===== THE DATA =====

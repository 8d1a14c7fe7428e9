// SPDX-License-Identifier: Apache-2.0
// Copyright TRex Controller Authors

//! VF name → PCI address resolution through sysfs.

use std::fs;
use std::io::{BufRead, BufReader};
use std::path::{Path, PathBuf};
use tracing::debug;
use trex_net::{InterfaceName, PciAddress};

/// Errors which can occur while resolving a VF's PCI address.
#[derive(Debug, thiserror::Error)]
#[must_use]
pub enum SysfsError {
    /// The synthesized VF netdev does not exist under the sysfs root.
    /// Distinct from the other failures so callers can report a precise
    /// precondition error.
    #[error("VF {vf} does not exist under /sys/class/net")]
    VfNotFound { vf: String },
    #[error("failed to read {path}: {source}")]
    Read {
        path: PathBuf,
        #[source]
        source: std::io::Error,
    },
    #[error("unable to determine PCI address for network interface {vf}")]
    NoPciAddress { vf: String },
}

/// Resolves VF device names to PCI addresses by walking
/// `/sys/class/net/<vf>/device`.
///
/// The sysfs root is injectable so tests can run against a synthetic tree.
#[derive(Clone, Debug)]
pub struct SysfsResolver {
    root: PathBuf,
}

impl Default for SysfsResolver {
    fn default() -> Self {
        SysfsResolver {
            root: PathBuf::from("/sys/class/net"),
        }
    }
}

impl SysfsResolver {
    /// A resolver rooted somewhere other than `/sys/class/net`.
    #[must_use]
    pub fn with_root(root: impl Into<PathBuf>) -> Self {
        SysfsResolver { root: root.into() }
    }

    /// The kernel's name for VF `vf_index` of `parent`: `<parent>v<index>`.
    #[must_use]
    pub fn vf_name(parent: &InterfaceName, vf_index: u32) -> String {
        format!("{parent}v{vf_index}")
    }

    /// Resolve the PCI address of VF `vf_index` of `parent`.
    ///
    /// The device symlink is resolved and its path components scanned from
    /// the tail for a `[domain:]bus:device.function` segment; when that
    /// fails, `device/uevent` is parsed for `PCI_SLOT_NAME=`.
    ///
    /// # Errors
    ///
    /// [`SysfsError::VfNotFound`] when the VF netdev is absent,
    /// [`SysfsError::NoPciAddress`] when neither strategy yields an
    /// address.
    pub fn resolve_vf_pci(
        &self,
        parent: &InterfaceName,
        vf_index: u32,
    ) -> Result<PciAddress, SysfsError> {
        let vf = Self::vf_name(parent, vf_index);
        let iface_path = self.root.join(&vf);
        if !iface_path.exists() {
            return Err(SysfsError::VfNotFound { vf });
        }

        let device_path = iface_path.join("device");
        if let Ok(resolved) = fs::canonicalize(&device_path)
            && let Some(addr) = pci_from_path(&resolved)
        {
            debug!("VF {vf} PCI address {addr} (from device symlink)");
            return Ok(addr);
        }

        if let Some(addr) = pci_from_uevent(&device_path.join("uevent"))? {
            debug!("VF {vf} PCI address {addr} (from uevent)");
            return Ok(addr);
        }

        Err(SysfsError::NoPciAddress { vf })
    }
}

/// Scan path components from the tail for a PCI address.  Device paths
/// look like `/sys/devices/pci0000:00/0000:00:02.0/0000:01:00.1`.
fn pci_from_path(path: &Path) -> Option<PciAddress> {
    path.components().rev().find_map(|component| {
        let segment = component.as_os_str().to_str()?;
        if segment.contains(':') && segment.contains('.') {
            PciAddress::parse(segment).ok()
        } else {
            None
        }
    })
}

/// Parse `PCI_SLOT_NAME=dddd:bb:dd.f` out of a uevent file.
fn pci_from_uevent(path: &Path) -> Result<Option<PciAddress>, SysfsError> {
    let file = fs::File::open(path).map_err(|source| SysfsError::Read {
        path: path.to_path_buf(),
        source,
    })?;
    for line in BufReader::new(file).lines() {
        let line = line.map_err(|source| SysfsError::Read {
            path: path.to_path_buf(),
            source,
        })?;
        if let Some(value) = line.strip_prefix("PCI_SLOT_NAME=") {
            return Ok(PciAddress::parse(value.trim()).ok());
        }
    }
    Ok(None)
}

=====

TASK INSTRUCTIONS -
Copy each line above that contains the word "String".

THE COMPLETED TASK -
    VfNotFound { vf: String },
    NoPciAddress { vf: String },
    pub fn vf_name(parent: &InterfaceName, vf_index: u32) -> String {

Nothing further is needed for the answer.